Wednesday, 27 March 2013

An misty crossing from Rum to Eigg

 It was mid morning by the time we were preparing to get back on the water after our brief look at Kinloch Castle.  We also chatted briefly to Sandy, who with his wife Fliss runs a small craft shop.  Sandy is also a master furniture maker, designing and constructing beautiful pieces from wood sourced on the island.  When we mentioned the Eigg B & B we'd be staying in he was able to tell us that he'd made the beds we'd be sleeping in - another nice coincidence!

The morning was very misty and calm as we paddled out of Loch Scresort and turned south down the coast of Rum.  Our timing was good - the ebb tide would be running our way and would give some assistance, though we'd need to take account of it during our crossing to Eigg later.

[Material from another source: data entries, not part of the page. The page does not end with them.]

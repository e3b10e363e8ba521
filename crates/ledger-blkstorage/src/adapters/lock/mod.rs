//! # Storage Root Locking
//!
//! Prevents two providers, in this or another process, from opening the same
//! storage root.
//!
//! ## Modules
//!
//! - `flock`: `DatabaseLock` implementation using fs2

mod flock;

pub use flock::DatabaseLock;
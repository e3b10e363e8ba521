//! # Block Storage Benchmarks
//!
//! Write throughput for the durability modes callers choose between:
//!
//! | Mode | Storage barrier |
//! |------|-----------------|
//! | `sync` | every block |
//! | `no_sync/flush_every_N` | every N blocks (`flush_interval_blocks = N`) |
//! | `no_sync/manual` | once, after the whole batch |
//!
//! Read benchmarks cover the three index lookups plus the codec.

use std::time::Duration;

use criterion::{black_box, BatchSize, BenchmarkId, Criterion, Throughput};
use ledger_blkstorage::{
    deserialize_block, extract_block_info, serialize_block, BlockStoreApi, BlockStoreConfig,
    BlockStoreProvider,
};
use ledger_types::Block;
use rand::Rng;
use tempfile::TempDir;

use crate::fixtures::{provider_with, random_chain, tx_id, LEDGER};

const BLOCKS_PER_ITER: u64 = 50;
const TXS_PER_BLOCK: usize = 10;

fn fresh_provider(flush_interval: u64) -> (TempDir, BlockStoreProvider) {
    let dir = tempfile::tempdir().expect("tempdir");
    let provider = provider_with(
        BlockStoreConfig::new(dir.path()).with_flush_interval(flush_interval),
    );
    (dir, provider)
}

fn chain() -> Vec<Block> {
    random_chain(42, BLOCKS_PER_ITER, TXS_PER_BLOCK)
}

pub fn bench_write_modes(c: &mut Criterion) {
    let mut group = c.benchmark_group("blkstorage/write");
    group.measurement_time(Duration::from_secs(10));
    group.sample_size(20);
    group.throughput(Throughput::Elements(BLOCKS_PER_ITER));
    let chain = chain();

    group.bench_function("sync", |b| {
        b.iter_batched(
            || fresh_provider(0),
            |(_dir, provider)| {
                let store = provider.open(LEDGER).expect("open");
                for block in &chain {
                    store.add_block(block).expect("add");
                }
            },
            BatchSize::PerIteration,
        )
    });

    for interval in [1u64, 10, 25] {
        group.bench_with_input(
            BenchmarkId::new("no_sync/flush_every", interval),
            &interval,
            |b, &interval| {
                b.iter_batched(
                    || fresh_provider(interval),
                    |(_dir, provider)| {
                        let store = provider.open(LEDGER).expect("open");
                        for block in &chain {
                            store.add_block_no_sync(block).expect("add");
                        }
                        store.flush().expect("flush");
                    },
                    BatchSize::PerIteration,
                )
            },
        );
    }

    group.bench_function("no_sync/manual", |b| {
        b.iter_batched(
            || fresh_provider(0),
            |(_dir, provider)| {
                let store = provider.open(LEDGER).expect("open");
                for block in &chain {
                    store.add_block_no_sync(block).expect("add");
                }
                store.flush().expect("flush");
            },
            BatchSize::PerIteration,
        )
    });

    group.finish();
}

pub fn bench_lookups(c: &mut Criterion) {
    let mut group = c.benchmark_group("blkstorage/read");
    let (_dir, provider) = fresh_provider(0);
    let store = provider.open(LEDGER).expect("open");
    let chain = chain();
    for block in &chain {
        store.add_block_no_sync(block).expect("add");
    }
    store.flush().expect("flush");
    let hashes: Vec<Vec<u8>> = chain.iter().map(Block::hash).collect();
    let mut rng = rand::thread_rng();

    group.bench_function("by_number", |b| {
        b.iter(|| {
            let n = rng.gen_range(0..BLOCKS_PER_ITER);
            black_box(store.retrieve_block_by_number(n).expect("read"))
        })
    });

    group.bench_function("by_hash", |b| {
        b.iter(|| {
            let hash = &hashes[rng.gen_range(0..hashes.len())];
            black_box(store.retrieve_block_by_hash(hash).expect("read"))
        })
    });

    // ids of malformed envelopes are absent; both outcomes are lookups
    group.bench_function("tx_by_id", |b| {
        b.iter(|| {
            let id = tx_id(rng.gen_range(0..BLOCKS_PER_ITER), 0);
            black_box(store.retrieve_tx_by_id(&id).ok())
        })
    });

    group.finish();
}

pub fn bench_codec(c: &mut Criterion) {
    let mut group = c.benchmark_group("blkstorage/codec");
    for txs in [1usize, 10, 100] {
        let block = random_chain(7, 1, txs).remove(0);
        let (bytes, _) = serialize_block(&block);
        group.throughput(Throughput::Bytes(bytes.len() as u64));

        group.bench_with_input(BenchmarkId::new("serialize", txs), &block, |b, block| {
            b.iter(|| black_box(serialize_block(block)))
        });
        group.bench_with_input(BenchmarkId::new("deserialize", txs), &bytes, |b, bytes| {
            b.iter(|| black_box(deserialize_block(bytes).expect("decode")))
        });
        group.bench_with_input(BenchmarkId::new("extract_info", txs), &bytes, |b, bytes| {
            b.iter(|| black_box(extract_block_info(bytes).expect("decode")))
        });
    }
    group.finish();
}

pub fn register_benchmarks(c: &mut Criterion) {
    bench_write_modes(c);
    bench_lookups(c);
    bench_codec(c);
}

Near the mouth of Loch Scresort are some of the remains of a settlement at Port-na-Caranean; Rum was subject to Clearances as many parts of the Highlands and Islands were.  The population of the island in 1795 was recorded as 443 people; in 1800 the island was leased to one Lachlan MacLean of Coll who wanted to use the land to graze sheep.  By 1826 the population had been reduced to 50 people by forced clearance and the majority of these were removed by 1828.  MacLean diverted a couple of families of MacLeans who were themselves being cleared from Skye to act as shepherds.  The ruins here are the remains of the houses they built on the shore.

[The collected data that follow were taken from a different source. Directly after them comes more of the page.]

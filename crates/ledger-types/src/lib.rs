//! # Ledger Types Crate
//!
//! Data types shared by every crate that touches ledger blocks.
//!
//! ## Contents
//!
//! - `entities` - `Block`, `BlockHeader`, `BlockData`, `BlockMetadata`,
//!   `TxValidationCode`
//! - `envelope` - the transaction envelope message family
//!   (`Envelope` → `Payload` → `Header` → `ChannelHeader`)
//! - `wire` - protobuf wire primitives (LEB128 varints, length-delimited fields)
//! - `errors` - `WireError`
//!
//! Blocks are opaque to this crate beyond their header and metadata: the
//! envelope bytes inside `BlockData` are carried verbatim, so re-encoding a
//! decoded block never changes its hash.

pub mod entities;
pub mod envelope;
pub mod errors;
pub mod wire;

pub use entities::*;
pub use envelope::{tx_id_from_envelope, ChannelHeader, Envelope, Header, HeaderType, Payload, Timestamp};
pub use errors::WireError;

Initially these just looked like another "rickle o' stanes", but a closer look showed us that the site had been chosen with care.  Two sills of rock reached out from the shore and the beach between had been cleared of stones to make a boat "noust".  It's probable that this work predated the MacLean shepherds by hundreds, if not thousands of years and shows that sites were frequently re-used.  Heavy seas have moved stones back into the noust, but the site is clearly visible still.

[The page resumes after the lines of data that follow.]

//! # File Lock Implementation
//!
//! Uses `fs2` for cross-platform file locking (flock on Unix, LockFile on Windows).

use std::fs::{File, OpenOptions};
use std::io::Write;
use std::path::{Path, PathBuf};

use fs2::FileExt;

use crate::domain::errors::LockError;

/// Exclusive lock on a storage root, released on drop.
///
/// The lock file holds the PID of the owner for diagnostics. Acquisition does
/// not wait: a held lock fails immediately with `DatabaseLocked`.
#[derive(Debug)]
pub struct DatabaseLock {
    /// Kept open to maintain the lock.
    file: File,
    path: PathBuf,
    pid: u32,
}

impl DatabaseLock {
    /// Take the lock at `lock_path`, creating the file and its parent
    /// directory if needed.
    pub fn acquire(lock_path: &Path) -> Result<Self, LockError> {
        let io_err = |source| LockError::Io {
            path: lock_path.to_path_buf(),
            source,
        };

        if let Some(parent) = lock_path.parent() {
            std::fs::create_dir_all(parent).map_err(io_err)?;
        }

        // Not truncated before locking: the current holder's PID must survive
        // a failed attempt.
        let mut file = OpenOptions::new()
            .create(true)
            .truncate(false)
            .read(true)
            .write(true)
            .open(lock_path)
            .map_err(io_err)?;

        if file.try_lock_exclusive().is_err() {
            return Err(LockError::DatabaseLocked {
                path: lock_path.to_path_buf(),
                holder_pid: Self::read_existing_pid(lock_path),
            });
        }

        let pid = std::process::id();
        file.set_len(0).map_err(io_err)?;
        writeln!(file, "{}", pid).map_err(io_err)?;
        file.sync_all().map_err(io_err)?;
        tracing::debug!(path = %lock_path.display(), pid, "acquired storage lock");

        Ok(Self {
            file,
            path: lock_path.to_path_buf(),
            pid,
        })
    }

    /// PID written into the lock file.
    pub fn pid(&self) -> u32 {
        self.pid
    }

    pub fn path(&self) -> &Path {
        &self.path
    }

    fn read_existing_pid(path: &Path) -> Option<u32> {
        std::fs::read_to_string(path)
            .ok()
            .and_then(|s| s.trim().parse().ok())
    }
}

impl Drop for DatabaseLock {
    fn drop(&mut self) {
        // The file itself stays: unlinking it would let two openers lock
        // different inodes under the same path.
        #[allow(clippy::incompatible_msrv)]
        let _ = self.file.unlock();
        tracing::debug!(path = %self.path.display(), "released storage lock");
    }
}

The price of mutton fell dramatically in 1839 and MacLean sold the island to the Marquis of Salisbury in 1850, who reduced sheep numbers and vastly increased the numbers of deer in order to convert the island to a shooting estate.  Port-na-Caranean was abandoned in the same year, some of the people moved to Kinloch and others left the island altogether.  The population has ebbed and flowed since then with the fortunes of the sporting estate.  There was dramatic change after World War I, and under SNH ownership together with the Isle of Rum Community Trust the current population is a little less than 40.  The future seems good for the island and its people though - we mostly found folk optimistic about opportunities and the way forward for the community.

The east coast of Rum south of Loch Scresort has only a couple of landing opportunities.  We planned to land at the first of these, a small beach at Bagh na-h Uamh (bay of the caves) to have lunch prior to making the crossing to Eigg.

The sand on this beach was a warm buff colour from the underlying Torridonian sandstones.  Whilst we ate lunch, the mist came down further and we could no longer see the outline of Eigg across the 8 kilometre wide Sound of Rum.  We carefully watched two vessels of the Koninklikje Marine (Royal Netherlands Navy) which were moving south down the Sound at slow speed - we didn't wish to get in their way!

As the ships passed us we set out on the crossing, using a combination of compass bearings, GPS waypoints and observation to keep ourselves on track.  The beaches we were aiming for are the only landing places on the west side of Eigg - we wanted to make sure we arrived at the right spot.

As we crossed the Sound of Rum, the coast of Eigg slowly emerged from the mist.  It was very atmospheric and very quiet on the water, the only sounds really were our paddle strokes and conversation.  Once again we reflected on how fortunate we were to be able to make this journey.

Behind us, the island of Rum disappeared into the mist.  We'd had two fantastic days paddling some of the coast and exploring a little of the island - and we know that we'll return soon.

Up to the north, the tip of Eigg was catching some sunlight through a hole on the banks of mist.

Whilst ahead of us the line of surf showed that we were right on track to land at the beautiful silver sands of Camas Sgiotaig.  We had arrived on Eigg!